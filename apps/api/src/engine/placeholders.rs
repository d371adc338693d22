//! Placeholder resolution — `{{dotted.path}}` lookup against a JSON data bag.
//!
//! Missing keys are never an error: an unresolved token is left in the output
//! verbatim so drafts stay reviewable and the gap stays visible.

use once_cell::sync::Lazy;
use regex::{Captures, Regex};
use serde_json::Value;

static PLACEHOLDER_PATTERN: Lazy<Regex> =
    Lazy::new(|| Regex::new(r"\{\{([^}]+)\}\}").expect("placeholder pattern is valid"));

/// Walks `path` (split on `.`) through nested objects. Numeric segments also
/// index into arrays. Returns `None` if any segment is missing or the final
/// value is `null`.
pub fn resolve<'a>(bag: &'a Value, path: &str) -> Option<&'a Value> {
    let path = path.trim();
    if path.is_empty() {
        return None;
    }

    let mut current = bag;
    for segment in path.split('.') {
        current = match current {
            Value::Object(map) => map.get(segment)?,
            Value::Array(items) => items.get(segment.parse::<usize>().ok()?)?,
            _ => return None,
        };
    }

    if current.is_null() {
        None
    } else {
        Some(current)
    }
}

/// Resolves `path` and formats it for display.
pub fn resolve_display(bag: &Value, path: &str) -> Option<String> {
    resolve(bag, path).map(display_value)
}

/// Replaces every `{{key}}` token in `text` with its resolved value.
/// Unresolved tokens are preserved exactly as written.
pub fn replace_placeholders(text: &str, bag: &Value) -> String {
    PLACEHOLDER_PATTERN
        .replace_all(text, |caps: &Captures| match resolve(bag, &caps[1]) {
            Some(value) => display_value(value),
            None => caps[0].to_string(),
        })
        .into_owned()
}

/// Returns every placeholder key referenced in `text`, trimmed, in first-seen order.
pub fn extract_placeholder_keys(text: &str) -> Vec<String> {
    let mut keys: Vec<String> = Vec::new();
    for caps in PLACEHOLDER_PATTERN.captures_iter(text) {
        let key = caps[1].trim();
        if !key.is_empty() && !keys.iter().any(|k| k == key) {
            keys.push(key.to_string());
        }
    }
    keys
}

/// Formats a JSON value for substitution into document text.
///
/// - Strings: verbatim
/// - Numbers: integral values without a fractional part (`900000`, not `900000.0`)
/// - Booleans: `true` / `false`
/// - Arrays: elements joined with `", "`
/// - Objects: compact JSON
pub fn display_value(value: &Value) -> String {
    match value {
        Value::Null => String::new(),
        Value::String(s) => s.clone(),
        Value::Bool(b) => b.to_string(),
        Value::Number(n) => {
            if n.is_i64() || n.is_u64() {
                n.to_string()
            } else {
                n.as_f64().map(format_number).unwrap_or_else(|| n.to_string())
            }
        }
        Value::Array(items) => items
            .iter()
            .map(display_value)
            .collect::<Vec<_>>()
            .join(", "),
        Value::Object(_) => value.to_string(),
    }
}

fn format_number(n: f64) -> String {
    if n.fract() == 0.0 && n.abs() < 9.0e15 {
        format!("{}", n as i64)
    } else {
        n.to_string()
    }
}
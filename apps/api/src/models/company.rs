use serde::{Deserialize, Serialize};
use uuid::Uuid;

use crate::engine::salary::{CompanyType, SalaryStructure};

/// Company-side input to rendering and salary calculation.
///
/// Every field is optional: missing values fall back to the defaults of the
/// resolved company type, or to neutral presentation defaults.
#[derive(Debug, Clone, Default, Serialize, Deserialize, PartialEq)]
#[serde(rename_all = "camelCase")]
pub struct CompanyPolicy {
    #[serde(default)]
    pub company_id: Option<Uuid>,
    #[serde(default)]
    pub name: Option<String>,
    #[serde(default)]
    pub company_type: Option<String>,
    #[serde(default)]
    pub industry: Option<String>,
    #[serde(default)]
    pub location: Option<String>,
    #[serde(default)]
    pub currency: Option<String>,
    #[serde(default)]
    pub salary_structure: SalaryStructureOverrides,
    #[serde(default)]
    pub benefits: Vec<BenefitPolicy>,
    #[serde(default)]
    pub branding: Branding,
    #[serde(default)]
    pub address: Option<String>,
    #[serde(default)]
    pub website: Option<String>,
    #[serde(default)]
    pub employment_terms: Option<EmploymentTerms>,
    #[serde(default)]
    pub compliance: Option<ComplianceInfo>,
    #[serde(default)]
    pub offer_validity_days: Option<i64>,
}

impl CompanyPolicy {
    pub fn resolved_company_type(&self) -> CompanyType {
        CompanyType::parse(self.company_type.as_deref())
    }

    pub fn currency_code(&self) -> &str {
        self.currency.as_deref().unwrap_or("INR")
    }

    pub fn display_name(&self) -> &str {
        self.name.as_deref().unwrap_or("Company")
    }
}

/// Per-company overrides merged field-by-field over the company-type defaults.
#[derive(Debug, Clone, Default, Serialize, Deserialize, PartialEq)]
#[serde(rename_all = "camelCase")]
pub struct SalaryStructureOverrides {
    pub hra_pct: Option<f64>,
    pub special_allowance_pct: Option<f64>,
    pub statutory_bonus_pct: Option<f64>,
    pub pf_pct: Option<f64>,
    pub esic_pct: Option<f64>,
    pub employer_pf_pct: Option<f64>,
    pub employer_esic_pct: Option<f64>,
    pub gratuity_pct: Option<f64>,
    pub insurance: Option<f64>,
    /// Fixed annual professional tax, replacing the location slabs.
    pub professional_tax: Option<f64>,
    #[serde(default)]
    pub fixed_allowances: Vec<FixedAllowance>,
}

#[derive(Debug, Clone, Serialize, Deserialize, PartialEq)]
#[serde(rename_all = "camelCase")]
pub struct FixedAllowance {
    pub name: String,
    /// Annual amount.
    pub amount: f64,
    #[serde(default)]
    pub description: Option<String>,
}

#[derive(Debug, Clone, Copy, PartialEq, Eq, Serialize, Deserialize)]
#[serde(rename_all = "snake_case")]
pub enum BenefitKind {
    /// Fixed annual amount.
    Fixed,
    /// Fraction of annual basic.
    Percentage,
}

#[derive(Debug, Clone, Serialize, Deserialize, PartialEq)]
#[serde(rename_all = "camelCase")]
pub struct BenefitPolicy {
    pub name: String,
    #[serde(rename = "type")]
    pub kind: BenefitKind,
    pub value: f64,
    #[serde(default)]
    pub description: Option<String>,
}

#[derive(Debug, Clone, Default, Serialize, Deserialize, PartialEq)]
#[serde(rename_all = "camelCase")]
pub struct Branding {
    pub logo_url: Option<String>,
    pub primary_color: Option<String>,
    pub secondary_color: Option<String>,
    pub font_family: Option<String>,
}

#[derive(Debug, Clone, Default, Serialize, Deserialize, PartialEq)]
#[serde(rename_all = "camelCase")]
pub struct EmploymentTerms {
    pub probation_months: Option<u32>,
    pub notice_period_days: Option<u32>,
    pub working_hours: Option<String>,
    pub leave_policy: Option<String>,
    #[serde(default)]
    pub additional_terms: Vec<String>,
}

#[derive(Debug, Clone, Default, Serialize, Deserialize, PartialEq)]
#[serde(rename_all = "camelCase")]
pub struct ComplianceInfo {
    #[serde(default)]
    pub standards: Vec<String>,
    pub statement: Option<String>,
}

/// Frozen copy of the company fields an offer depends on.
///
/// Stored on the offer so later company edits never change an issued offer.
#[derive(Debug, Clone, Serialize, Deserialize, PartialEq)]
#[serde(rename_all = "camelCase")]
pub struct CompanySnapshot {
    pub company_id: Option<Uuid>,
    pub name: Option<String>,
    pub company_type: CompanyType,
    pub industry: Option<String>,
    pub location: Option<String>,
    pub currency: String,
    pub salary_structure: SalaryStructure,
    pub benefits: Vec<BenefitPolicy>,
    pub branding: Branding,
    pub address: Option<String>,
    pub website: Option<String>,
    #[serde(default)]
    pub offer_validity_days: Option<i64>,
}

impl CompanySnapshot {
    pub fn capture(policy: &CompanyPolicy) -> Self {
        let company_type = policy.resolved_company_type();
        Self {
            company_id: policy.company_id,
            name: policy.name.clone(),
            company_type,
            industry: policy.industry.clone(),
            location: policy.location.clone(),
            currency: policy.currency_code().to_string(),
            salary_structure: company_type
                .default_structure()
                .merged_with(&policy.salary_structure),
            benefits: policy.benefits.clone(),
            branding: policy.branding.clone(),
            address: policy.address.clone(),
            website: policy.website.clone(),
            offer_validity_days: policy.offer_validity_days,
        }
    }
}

____________

* **Activity**:
Give back every line of the listing where the word "defaults" shows up.

* **Result of this task**:
/// Every field is optional: missing values fall back to the defaults of the
/// resolved company type, or to neutral presentation defaults.
/// Per-company overrides merged field-by-field over the company-type defaults.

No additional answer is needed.